Our study reported 4 cases of pin site irritation and pain (13.3%) in nail group this was higher than the result of Moroz L. A. et al.  study who reported 4 cases out of 234 cases (1.7%) and that difference probably because of the miscalculation of the nail length, although in two of them nail migration happened in because of fracture pattern (short oblique).
Mal alignment assessment done in coronal and sagittal plane, we excluded rotational malalignment because difficulty to get proper image, a higher rate of malunion was observed in the Spica group (10 cases more than 10˚) in coronal plane compared with the Nail group (2 case more than 10˚). Deformities of more than 10 degrees in sagittal plane were not recorded This finding compatible to the results of Saseendar S. et al. while the Jauquier N. et al. didn’t record any case.

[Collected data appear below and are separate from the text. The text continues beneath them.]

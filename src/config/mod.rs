mod settings;

pub use settings::{Config, DEFAULT_BACKEND_URL, EXAMPLE_CONFIG};
//! Backend reply types and the reply normalizer.
//!
//! The backend's reply schema varies with the sub-agent that produced it, so
//! the raw envelope is decoded from `serde_json::Value` into a small sum type
//! and then mapped into a fixed [`NormalizedAgentResult`]. Both steps are
//! total: any JSON value yields a result, missing information falls back to
//! safe defaults.

use serde::{Deserialize, Serialize};
use serde_json::{Map, Value};

/// Answer used when no candidate location carries any text.
pub const FALLBACK_ANSWER: &str =
    "Response received. Please try rephrasing if the answer seems incomplete.";

/// Answer used for an escalation reply that carries no text.
pub const ESCALATION_FALLBACK_ANSWER: &str = "Your issue has been escalated.";

/// Envelope returned by the backend call.
#[derive(Debug, Clone, Default, PartialEq)]
pub struct InvokeResult {
    pub success: bool,
    pub response: Option<AgentResponse>,
    pub error: Option<String>,
}

impl InvokeResult {
    /// Successful envelope with the given response body.
    pub fn ok(response: AgentResponse) -> Self {
        Self {
            success: true,
            response: Some(response),
            error: None,
        }
    }

    /// Failed envelope carrying an error string.
    pub fn failed(error: impl Into<String>) -> Self {
        Self {
            success: false,
            response: None,
            error: Some(error.into()),
        }
    }

    /// `response.message`, if the backend supplied one.
    pub fn response_message(&self) -> Option<&str> {
        self.response.as_ref().and_then(|r| r.message.as_deref())
    }

    /// Best human-readable explanation of a reported failure.
    pub fn failure_message(&self) -> Option<&str> {
        self.response_message().or(self.error.as_deref())
    }
}

impl From<Value> for InvokeResult {
    fn from(value: Value) -> Self {
        let Value::Object(mut map) = value else {
            return Self::default();
        };
        Self {
            success: map.get("success") == Some(&Value::Bool(true)),
            response: map.remove("response").and_then(AgentResponse::from_value),
            error: map.remove("error").and_then(non_empty_text),
        }
    }
}

/// The `response` member of the envelope.
#[derive(Debug, Clone, Default, PartialEq)]
pub struct AgentResponse {
    pub message: Option<String>,
    pub result: Option<ReplyPayload>,
}

impl AgentResponse {
    fn from_value(value: Value) -> Option<Self> {
        let Value::Object(mut map) = value else {
            return None;
        };
        Some(Self {
            message: map.remove("message").and_then(non_empty_text),
            result: map.remove("result").map(ReplyPayload::from),
        })
    }

    /// Response whose result is a structured reply.
    pub fn structured(reply: StructuredReply) -> Self {
        Self {
            message: None,
            result: Some(ReplyPayload::Structured(reply)),
        }
    }

    /// Response whose result is plain text.
    pub fn text(text: impl Into<String>) -> Self {
        Self {
            message: None,
            result: Some(ReplyPayload::Text(text.into())),
        }
    }

    fn structured_reply(&self) -> Option<&StructuredReply> {
        match &self.result {
            Some(ReplyPayload::Structured(reply)) => Some(reply),
            _ => None,
        }
    }
}

/// The known shapes of `response.result`.
#[derive(Debug, Clone, PartialEq)]
pub enum ReplyPayload {
    /// A plain string result.
    Text(String),
    /// An object carrying some of the known reply fields.
    Structured(StructuredReply),
    /// Anything else (numbers, arrays, booleans, null).
    Opaque(Value),
}

impl From<Value> for ReplyPayload {
    fn from(value: Value) -> Self {
        match value {
            Value::String(text) => ReplyPayload::Text(text),
            Value::Object(map) => ReplyPayload::Structured(StructuredReply::from_map(map)),
            other => ReplyPayload::Opaque(other),
        }
    }
}

/// Known fields of an object-shaped reply.
///
/// Text fields are `Some` only for non-empty strings. Flags are true only for
/// the literal JSON `true`.
#[derive(Debug, Clone, Default, PartialEq, Eq)]
pub struct StructuredReply {
    pub answer: Option<String>,
    pub source: Option<String>,
    pub escalated: bool,
    pub ticket_id: Option<String>,
    pub ticket_subject: Option<String>,
    pub email_sent: bool,
    pub confidence: Option<String>,
    pub requires_escalation: bool,
    pub text: Option<String>,
    pub response: Option<String>,
    pub message: Option<String>,
}

impl StructuredReply {
    fn from_map(mut map: Map<String, Value>) -> Self {
        let mut take_text = |key: &str| map.remove(key).and_then(non_empty_text);
        let answer = take_text("answer");
        let source = take_text("source");
        let ticket_id = take_text("ticket_id");
        let ticket_subject = take_text("ticket_subject");
        let confidence = take_text("confidence");
        let text = take_text("text");
        let response = take_text("response");
        let message = take_text("message");
        Self {
            answer,
            source,
            escalated: is_literal_true(&map, "escalated"),
            ticket_id,
            ticket_subject,
            email_sent: is_literal_true(&map, "email_sent"),
            confidence,
            requires_escalation: is_literal_true(&map, "requires_escalation"),
            text,
            response,
            message,
        }
    }
}

fn non_empty_text(value: Value) -> Option<String> {
    match value {
        Value::String(s) if !s.is_empty() => Some(s),
        _ => None,
    }
}

fn is_literal_true(map: &Map<String, Value>, key: &str) -> bool {
    map.get(key) == Some(&Value::Bool(true))
}

/// Where an answer came from.
#[derive(Debug, Clone, Copy, PartialEq, Eq, Hash, Serialize, Deserialize)]
#[serde(rename_all = "snake_case")]
pub enum AnswerSource {
    KnowledgeBase,
    WebSearch,
    Escalation,
    Combined,
    Unspecified,
}

impl AnswerSource {
    /// Parse a backend source tag; absent means knowledge base, unknown means unspecified.
    pub fn parse(raw: Option<&str>) -> Self {
        let Some(raw) = raw else {
            return AnswerSource::KnowledgeBase;
        };
        match raw.trim().to_lowercase().as_str() {
            "knowledge_base" => AnswerSource::KnowledgeBase,
            "web_search" => AnswerSource::WebSearch,
            "escalation" => AnswerSource::Escalation,
            "combined" => AnswerSource::Combined,
            _ => AnswerSource::Unspecified,
        }
    }

    pub fn display_name(&self) -> &'static str {
        match self {
            AnswerSource::KnowledgeBase => "Knowledge Base",
            AnswerSource::WebSearch => "Web Search",
            AnswerSource::Escalation => "Escalation",
            AnswerSource::Combined => "Combined",
            AnswerSource::Unspecified => "",
        }
    }
}

/// Backend's confidence in an answer.
#[derive(Debug, Clone, Copy, PartialEq, Eq, Hash, Default, Serialize, Deserialize)]
#[serde(rename_all = "snake_case")]
pub enum Confidence {
    High,
    #[default]
    Medium,
    Low,
}

impl Confidence {
    /// Case-insensitive parse; anything unrecognised is medium.
    pub fn parse(raw: &str) -> Self {
        match raw.trim().to_lowercase().as_str() {
            "high" => Confidence::High,
            "low" => Confidence::Low,
            _ => Confidence::Medium,
        }
    }

    pub fn display_name(&self) -> &'static str {
        match self {
            Confidence::High => "High Confidence",
            Confidence::Medium => "Medium Confidence",
            Confidence::Low => "Low Confidence",
        }
    }
}

/// Fixed-shape view of a backend reply.
#[derive(Debug, Clone, PartialEq, Eq, Serialize, Deserialize)]
pub struct NormalizedAgentResult {
    pub answer: String,
    pub source: AnswerSource,
    pub escalated: bool,
    pub ticket_id: Option<String>,
    pub ticket_subject: Option<String>,
    pub email_sent: bool,
    pub confidence: Confidence,
    pub requires_escalation: bool,
}

impl Default for NormalizedAgentResult {
    fn default() -> Self {
        Self {
            answer: FALLBACK_ANSWER.to_string(),
            source: AnswerSource::KnowledgeBase,
            escalated: false,
            ticket_id: None,
            ticket_subject: None,
            email_sent: false,
            confidence: Confidence::Medium,
            requires_escalation: false,
        }
    }
}

/// First non-empty answer text, in fixed priority order.
fn extract_answer(response: &AgentResponse) -> Option<String> {
    let reply = response.structured_reply();
    reply
        .and_then(|r| r.answer.clone())
        .or_else(|| response.message.clone())
        .or_else(|| match &response.result {
            Some(ReplyPayload::Text(text)) if !text.is_empty() => Some(text.clone()),
            _ => None,
        })
        .or_else(|| reply.and_then(|r| r.text.clone()))
        .or_else(|| reply.and_then(|r| r.response.clone()))
        .or_else(|| reply.and_then(|r| r.message.clone()))
}

/// Normalize the reply of an ordinary turn. Never fails.
pub fn normalize(response: Option<&AgentResponse>) -> NormalizedAgentResult {
    let Some(response) = response else {
        return NormalizedAgentResult::default();
    };
    let answer = extract_answer(response).unwrap_or_else(|| FALLBACK_ANSWER.to_string());

    match response.structured_reply() {
        Some(reply) => NormalizedAgentResult {
            answer,
            source: AnswerSource::parse(reply.source.as_deref()),
            escalated: reply.escalated,
            ticket_id: reply.ticket_id.clone(),
            ticket_subject: reply.ticket_subject.clone(),
            email_sent: reply.email_sent,
            confidence: reply
                .confidence
                .as_deref()
                .map(Confidence::parse)
                .unwrap_or_default(),
            requires_escalation: reply.requires_escalation,
        },
        None => NormalizedAgentResult {
            answer,
            ..NormalizedAgentResult::default()
        },
    }
}

/// Normalize the reply of an escalation submission.
///
/// The result is always tagged as an escalation with a ticket reference: the
/// subject falls back to `subject` and the ticket id to `fallback_ticket_id`.
pub fn normalize_escalation(
    response: Option<&AgentResponse>,
    subject: &str,
    fallback_ticket_id: impl FnOnce() -> String,
) -> NormalizedAgentResult {
    let reply = response.and_then(|r| r.structured_reply());
    let answer = response
        .and_then(extract_answer)
        .unwrap_or_else(|| ESCALATION_FALLBACK_ANSWER.to_string());

    NormalizedAgentResult {
        answer,
        source: AnswerSource::Escalation,
        escalated: true,
        ticket_id: Some(
            reply
                .and_then(|r| r.ticket_id.clone())
                .unwrap_or_else(fallback_ticket_id),
        ),
        ticket_subject: Some(
            reply
                .and_then(|r| r.ticket_subject.clone())
                .unwrap_or_else(|| subject.to_string()),
        ),
        email_sent: reply.is_some_and(|r| r.email_sent),
        confidence: reply
            .and_then(|r| r.confidence.as_deref())
            .map(Confidence::parse)
            .unwrap_or(Confidence::High),
        requires_escalation: false,
    }
}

Themean operative time for nail group was 55 minutes while in Spica group was 30 minutes, although we couldn’t find any comparable result in other studies but we can relate that to usual preparation for every invasive surgery.
Our findings showed shorter time to start mobilization and walking with support or independently and sooner return to school in the nail group (weight bearing time 7.2 weeks) compared with the Spica casting group (weight bearing time 7.5 weeks) (P = 0.449). Shemshaki et al and Saseendar S. et al. have also showed such earlier recovery milestones.
Family complains and parent dissatisfaction about nursing difficulties, child movement and hygienic issues related to napkin application was found in 6 cases.
Based on our statistics, elastic nail fixation method yields better outcome for femoral shaft fractures in form of maintaining better alignment, earlier weight bearing, easier nursing and handling, although it has the drawback of possible infection and pin site irritation. So that we recommend elastic nail for children with age greater than 5 years old because of easy care and early rehabilitation, it is more hygienic to the child, we also recommend the use of orthopedic table and (F) tool as a amendatory facility to shorten operative time, after insertion of the elastic nail, we recommend release of traction and 10 cycles of flexion and extension of the knee to allow collapse of the fracture before making the final nail cut to avoid the problem related to nail migration.
We acknowledge that our follow-up period was short and our sample size was relatively small, so we recommend longer follow-up period and bigger sample size.